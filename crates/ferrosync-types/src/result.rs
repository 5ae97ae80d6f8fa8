//! Result type alias for ferrosync operations

use crate::Error;

/// Result type alias for ferrosync operations
pub type Result<T> = std::result::Result<T, Error>;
______________________________
-- TASK TO CARRY OUT --
Could you write out all the records exactly, please?

-- RESULT --
filename crates/ferrosync-types/src/result.rs
repository 5ae97ae80d6f8fa8
//! Result type alias for ferrosync operations

use crate::Error;

/// Result type alias for ferrosync operations
pub type Result<T> = std::result::Result<T, Error>;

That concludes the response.